• **YOUR ASSIGNMENT**:
The data should be printed again, exactly.

• **SOURCE MATERIAL**:
┌──

fn dispatch(scheduler: &Scheduler, contexts: Vec<ContextRef>, run_in_caller: bool) -> Option<ContextRef> {
    let mut contexts = contexts.into_iter();
    let inline = if run_in_caller { contexts.next() } else { None };
    for ctx in contexts {
        scheduler.schedule(ctx);
    }
    if inline.is_some() {
        scheduler.metrics().record_run_in_caller();
    }
    inline
}

/// Error value a worker sees when a call it made cannot start
pub(crate) fn into_structured(err: RuntimeError) -> StructuredError {
    match err {
        RuntimeError::Unhandled(error) | RuntimeError::InitRoutineFailed { error, .. } => error,
        RuntimeError::Core(core) => core.into(),
        RuntimeError::CapacityExhausted { outstanding, limit } => {
            let details = [
                ("outstanding".to_string(), Value::Int(outstanding as i64)),
                ("limit".to_string(), Value::Int(limit as i64)),
            ];
            StructuredError::new(format!(
                "worker capacity exhausted: {} outstanding, limit {}",
                outstanding, limit
            ))
            .with_details(Value::Map(details.into_iter().collect()))
        }
        other => StructuredError::new(other.to_string()),
    }
}

#[cfg(test)]
mod tests {
    use super::*;
    use crate::aggregator::Waiter;
    use crate::callable::DEFAULT_WORKER;
    use crate::config::RuntimeConfig;
    use crate::context::Step;
    use weft_core::ValueType;

    fn scheduler() -> Scheduler {
        Scheduler::new(RuntimeConfig::new().with_pool_size(4)).unwrap()
    }

    fn call(
        scheduler: &Scheduler,
        callable: CallableInfo,
        args: Vec<Value>,
        run_in_caller: bool,
    ) -> (RuntimeResult<Started>, ContextRef, Arc<Waiter>) {
        let callable = Arc::new(callable);
        let (shape, regs) = FrameShape::layout(callable.return_types());
        let program = Arc::new(Program::new());
        let target = ExecutionContext::root(program.clone(), &shape);
        let waiter = Arc::new(Waiter::new());
        let started = invoke_callable(
            scheduler,
            Invocation {
                program,
                callable: callable.clone(),
                args,
                parent: None,
                target: target.clone(),
                kind: AggregatorKind::invocation(callable.return_types().to_vec(), regs, Some(waiter.clone())),
                run_in_caller,
            },
        );
        (started, target, waiter)
    }

    #[test]
    fn test_init_locals_seed_general_workers() {
        let scheduler = scheduler();
        let locals = FrameShape::empty().with(ValueType::Int, 2);
        let init = WorkerInfo::new(DEFAULT_WORKER, locals, |step| {
            let arg = step.frame().int(0).unwrap_or_default();
            step.frame_mut().store(1, Value::Int(arg * 10))?;
            Ok(Step::Done)
        });
        let worker = WorkerInfo::new("w1", locals, |step| {
            let seeded = step.frame().int(1).unwrap_or_default();
            step.set_return(0, Value::Int(seeded + 1));
            Ok(Step::Done)
        });
        let callable = CallableInfo::new("m", "f", init)
            .with_params([ValueType::Int])
            .with_returns([ValueType::Int])
            .with_worker(worker);

        let (started, target, waiter) = call(&scheduler, callable, vec![Value::Int(4)], true);
        let started = started.unwrap();
        assert!(started.inline.is_some());
        scheduler.execute_now(started.inline.unwrap());
        assert!(waiter.wait_timeout(Duration::from_secs(5)));
        assert_eq!(target.frame_snapshot().int(0), Some(41));
    }

    #[test]
    fn test_init_error_aborts_before_general_workers() {
        let scheduler = scheduler();
        let init = WorkerInfo::new(DEFAULT_WORKER, FrameShape::empty(), |_| Err(StructuredError::new("init failed")));
        let callable = CallableInfo::new("m", "f", init).with_worker(WorkerInfo::noop("w1"));

        let (started, _, _) = call(&scheduler, callable, vec![], true);
        match started {
            Err(RuntimeError::Unhandled(error)) => assert_eq!(error.message, "init failed"),
            other => panic!("unexpected {:?}", other.map(|s| s.inline.is_some())),
        }
        assert_eq!(scheduler.metrics().snapshot().steps_executed, 1);
        assert_eq!(scheduler.outstanding(), 0);
    }

    #[test]
    fn test_init_worker_cannot_spawn() {
        let scheduler = scheduler();
        let callee = Arc::new(CallableInfo::new("m", "g", WorkerInfo::noop(DEFAULT_WORKER)));
        let init = WorkerInfo::new(DEFAULT_WORKER, FrameShape::empty(), move |step| step.invoke(&callee, &[], &[]));
        let callable = CallableInfo::new("m", "f", init).with_worker(WorkerInfo::noop("w1"));
        let (started, _, _) = call(&scheduler, callable, vec![], true);
        assert!(matches!(started, Err(RuntimeError::Unhandled(_))));
    }

    #[test]
    fn test_arity_mismatch_rejected() {
        let scheduler = scheduler();
        let callable = CallableInfo::new("m", "f", WorkerInfo::noop(DEFAULT_WORKER)).with_params([ValueType::Int]);
        let (started, _, _) = call(&scheduler, callable, vec![], true);
        assert!(matches!(
            started,
            Err(RuntimeError::Core(CoreError::ArityMismatch { expected: 1, actual: 0 }))
        ));
    }

    #[test]
    fn test_nested_return_arity_rejected() {
        let scheduler = scheduler();
        let parent = ExecutionContext::root(Arc::new(Program::new()), &FrameShape::empty());
        let callee = Arc::new(
            CallableInfo::new("m", "g", WorkerInfo::noop(DEFAULT_WORKER)).with_returns([ValueType::Int]),
        );
        let inner = parent.lock();
        let started = invoke_nested(&scheduler, &parent, &inner, &callee, &[], &[]);
        assert!(matches!(
            started,
            Err(RuntimeError::Core(CoreError::ArityMismatch { expected: 1, actual: 0 }))
        ));
        assert_eq!(scheduler.outstanding(), 0);
    }

    #[test]
    fn test_without_run_in_caller_everything_is_scheduled() {
        let scheduler = scheduler();
        let callable = CallableInfo::new("m", "f", WorkerInfo::noop(DEFAULT_WORKER))
            .with_worker(WorkerInfo::noop("a"))
            .with_worker(WorkerInfo::noop("b"));
        let (started, _, waiter) = call(&scheduler, callable, vec![], false);
        assert!(started.unwrap().inline.is_none());
        assert!(waiter.wait_timeout(Duration::from_secs(5)));
        let snapshot = scheduler.metrics().snapshot();
        assert_eq!(snapshot.workers_scheduled, 2);
        assert_eq!(snapshot.workers_run_in_caller, 0);
    }

    #[test]
    fn test_capacity_exhausted() {
        let scheduler = Scheduler::new(RuntimeConfig::new().with_max_outstanding_workers(1)).unwrap();
        let callable = CallableInfo::new("m", "f", WorkerInfo::noop(DEFAULT_WORKER))
            .with_worker(WorkerInfo::noop("a"))
            .with_worker(WorkerInfo::noop("b"));
        let (started, _, _) = call(&scheduler, callable, vec![], true);
        assert!(matches!(started, Err(RuntimeError::CapacityExhausted { limit: 1, .. })));
    }

    #[test]
    fn test_read_timeout() {
        let mut frame = RegisterFrame::with_shape(&FrameShape::empty().with(ValueType::Int, 1));
        frame.store(0, Value::Int(2)).unwrap();
        assert_eq!(read_timeout(&frame, 0).unwrap(), Duration::from_secs(2));
        frame.store(0, Value::Int(i64::MAX)).unwrap();
        assert_eq!(read_timeout(&frame, 0).unwrap(), Duration::from_millis(u64::MAX));
        frame.store(0, Value::Int(-5)).unwrap();
        assert_eq!(read_timeout(&frame, 0).unwrap(), Duration::ZERO);
        assert!(read_timeout(&frame, 3).is_err());
    }

    #[test]
    fn test_into_structured() {
        let err = into_structured(RuntimeError::Unhandled(StructuredError::new("x")));
        assert_eq!(err.message, "x");
        let err = into_structured(RuntimeError::CapacityExhausted { outstanding: 3, limit: 4 });
        assert!(err.message.contains("capacity"));
        let details = err.details.as_deref().and_then(Value::as_map).unwrap();
        assert_eq!(details.get("limit"), Some(&Value::Int(4)));
    }
}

└──

• **RESPONSE AREA**:
fn dispatch(scheduler: &Scheduler, contexts: Vec<ContextRef>, run_in_caller: bool) -> Option<ContextRef> {
    let mut contexts = contexts.into_iter();
    let inline = if run_in_caller { contexts.next() } else { None };
    for ctx in contexts {
        scheduler.schedule(ctx);
    }
    if inline.is_some() {
        scheduler.metrics().record_run_in_caller();
    }
    inline
}

/// Error value a worker sees when a call it made cannot start
pub(crate) fn into_structured(err: RuntimeError) -> StructuredError {
    match err {
        RuntimeError::Unhandled(error) | RuntimeError::InitRoutineFailed { error, .. } => error,
        RuntimeError::Core(core) => core.into(),
        RuntimeError::CapacityExhausted { outstanding, limit } => {
            let details = [
                ("outstanding".to_string(), Value::Int(outstanding as i64)),
                ("limit".to_string(), Value::Int(limit as i64)),
            ];
            StructuredError::new(format!(
                "worker capacity exhausted: {} outstanding, limit {}",
                outstanding, limit
            ))
            .with_details(Value::Map(details.into_iter().collect()))
        }
        other => StructuredError::new(other.to_string()),
    }
}

#[cfg(test)]
mod tests {
    use super::*;
    use crate::aggregator::Waiter;
    use crate::callable::DEFAULT_WORKER;
    use crate::config::RuntimeConfig;
    use crate::context::Step;
    use weft_core::ValueType;

    fn scheduler() -> Scheduler {
        Scheduler::new(RuntimeConfig::new().with_pool_size(4)).unwrap()
    }

    fn call(
        scheduler: &Scheduler,
        callable: CallableInfo,
        args: Vec<Value>,
        run_in_caller: bool,
    ) -> (RuntimeResult<Started>, ContextRef, Arc<Waiter>) {
        let callable = Arc::new(callable);
        let (shape, regs) = FrameShape::layout(callable.return_types());
        let program = Arc::new(Program::new());
        let target = ExecutionContext::root(program.clone(), &shape);
        let waiter = Arc::new(Waiter::new());
        let started = invoke_callable(
            scheduler,
            Invocation {
                program,
                callable: callable.clone(),
                args,
                parent: None,
                target: target.clone(),
                kind: AggregatorKind::invocation(callable.return_types().to_vec(), regs, Some(waiter.clone())),
                run_in_caller,
            },
        );
        (started, target, waiter)
    }

    #[test]
    fn test_init_locals_seed_general_workers() {
        let scheduler = scheduler();
        let locals = FrameShape::empty().with(ValueType::Int, 2);
        let init = WorkerInfo::new(DEFAULT_WORKER, locals, |step| {
            let arg = step.frame().int(0).unwrap_or_default();
            step.frame_mut().store(1, Value::Int(arg * 10))?;
            Ok(Step::Done)
        });
        let worker = WorkerInfo::new("w1", locals, |step| {
            let seeded = step.frame().int(1).unwrap_or_default();
            step.set_return(0, Value::Int(seeded + 1));
            Ok(Step::Done)
        });
        let callable = CallableInfo::new("m", "f", init)
            .with_params([ValueType::Int])
            .with_returns([ValueType::Int])
            .with_worker(worker);

        let (started, target, waiter) = call(&scheduler, callable, vec![Value::Int(4)], true);
        let started = started.unwrap();
        assert!(started.inline.is_some());
        scheduler.execute_now(started.inline.unwrap());
        assert!(waiter.wait_timeout(Duration::from_secs(5)));
        assert_eq!(target.frame_snapshot().int(0), Some(41));
    }

    #[test]
    fn test_init_error_aborts_before_general_workers() {
        let scheduler = scheduler();
        let init = WorkerInfo::new(DEFAULT_WORKER, FrameShape::empty(), |_| Err(StructuredError::new("init failed")));
        let callable = CallableInfo::new("m", "f", init).with_worker(WorkerInfo::noop("w1"));

        let (started, _, _) = call(&scheduler, callable, vec![], true);
        match started {
            Err(RuntimeError::Unhandled(error)) => assert_eq!(error.message, "init failed"),
            other => panic!("unexpected {:?}", other.map(|s| s.inline.is_some())),
        }
        assert_eq!(scheduler.metrics().snapshot().steps_executed, 1);
        assert_eq!(scheduler.outstanding(), 0);
    }

    #[test]
    fn test_init_worker_cannot_spawn() {
        let scheduler = scheduler();
        let callee = Arc::new(CallableInfo::new("m", "g", WorkerInfo::noop(DEFAULT_WORKER)));
        let init = WorkerInfo::new(DEFAULT_WORKER, FrameShape::empty(), move |step| step.invoke(&callee, &[], &[]));
        let callable = CallableInfo::new("m", "f", init).with_worker(WorkerInfo::noop("w1"));
        let (started, _, _) = call(&scheduler, callable, vec![], true);
        assert!(matches!(started, Err(RuntimeError::Unhandled(_))));
    }

    #[test]
    fn test_arity_mismatch_rejected() {
        let scheduler = scheduler();
        let callable = CallableInfo::new("m", "f", WorkerInfo::noop(DEFAULT_WORKER)).with_params([ValueType::Int]);
        let (started, _, _) = call(&scheduler, callable, vec![], true);
        assert!(matches!(
            started,
            Err(RuntimeError::Core(CoreError::ArityMismatch { expected: 1, actual: 0 }))
        ));
    }

    #[test]
    fn test_nested_return_arity_rejected() {
        let scheduler = scheduler();
        let parent = ExecutionContext::root(Arc::new(Program::new()), &FrameShape::empty());
        let callee = Arc::new(
            CallableInfo::new("m", "g", WorkerInfo::noop(DEFAULT_WORKER)).with_returns([ValueType::Int]),
        );
        let inner = parent.lock();
        let started = invoke_nested(&scheduler, &parent, &inner, &callee, &[], &[]);
        assert!(matches!(
            started,
            Err(RuntimeError::Core(CoreError::ArityMismatch { expected: 1, actual: 0 }))
        ));
        assert_eq!(scheduler.outstanding(), 0);
    }

    #[test]
    fn test_without_run_in_caller_everything_is_scheduled() {
        let scheduler = scheduler();
        let callable = CallableInfo::new("m", "f", WorkerInfo::noop(DEFAULT_WORKER))
            .with_worker(WorkerInfo::noop("a"))
            .with_worker(WorkerInfo::noop("b"));
        let (started, _, waiter) = call(&scheduler, callable, vec![], false);
        assert!(started.unwrap().inline.is_none());
        assert!(waiter.wait_timeout(Duration::from_secs(5)));
        let snapshot = scheduler.metrics().snapshot();
        assert_eq!(snapshot.workers_scheduled, 2);
        assert_eq!(snapshot.workers_run_in_caller, 0);
    }

    #[test]
    fn test_capacity_exhausted() {
        let scheduler = Scheduler::new(RuntimeConfig::new().with_max_outstanding_workers(1)).unwrap();
        let callable = CallableInfo::new("m", "f", WorkerInfo::noop(DEFAULT_WORKER))
            .with_worker(WorkerInfo::noop("a"))
            .with_worker(WorkerInfo::noop("b"));
        let (started, _, _) = call(&scheduler, callable, vec![], true);
        assert!(matches!(started, Err(RuntimeError::CapacityExhausted { limit: 1, .. })));
    }

    #[test]
    fn test_read_timeout() {
        let mut frame = RegisterFrame::with_shape(&FrameShape::empty().with(ValueType::Int, 1));
        frame.store(0, Value::Int(2)).unwrap();
        assert_eq!(read_timeout(&frame, 0).unwrap(), Duration::from_secs(2));
        frame.store(0, Value::Int(i64::MAX)).unwrap();
        assert_eq!(read_timeout(&frame, 0).unwrap(), Duration::from_millis(u64::MAX));
        frame.store(0, Value::Int(-5)).unwrap();
        assert_eq!(read_timeout(&frame, 0).unwrap(), Duration::ZERO);
        assert!(read_timeout(&frame, 3).is_err());
    }

    #[test]
    fn test_into_structured() {
        let err = into_structured(RuntimeError::Unhandled(StructuredError::new("x")));
        assert_eq!(err.message, "x");
        let err = into_structured(RuntimeError::CapacityExhausted { outstanding: 3, limit: 4 });
        assert!(err.message.contains("capacity"));
        let details = err.details.as_deref().and_then(Value::as_map).unwrap();
        assert_eq!(details.get("limit"), Some(&Value::Int(4)));
    }
}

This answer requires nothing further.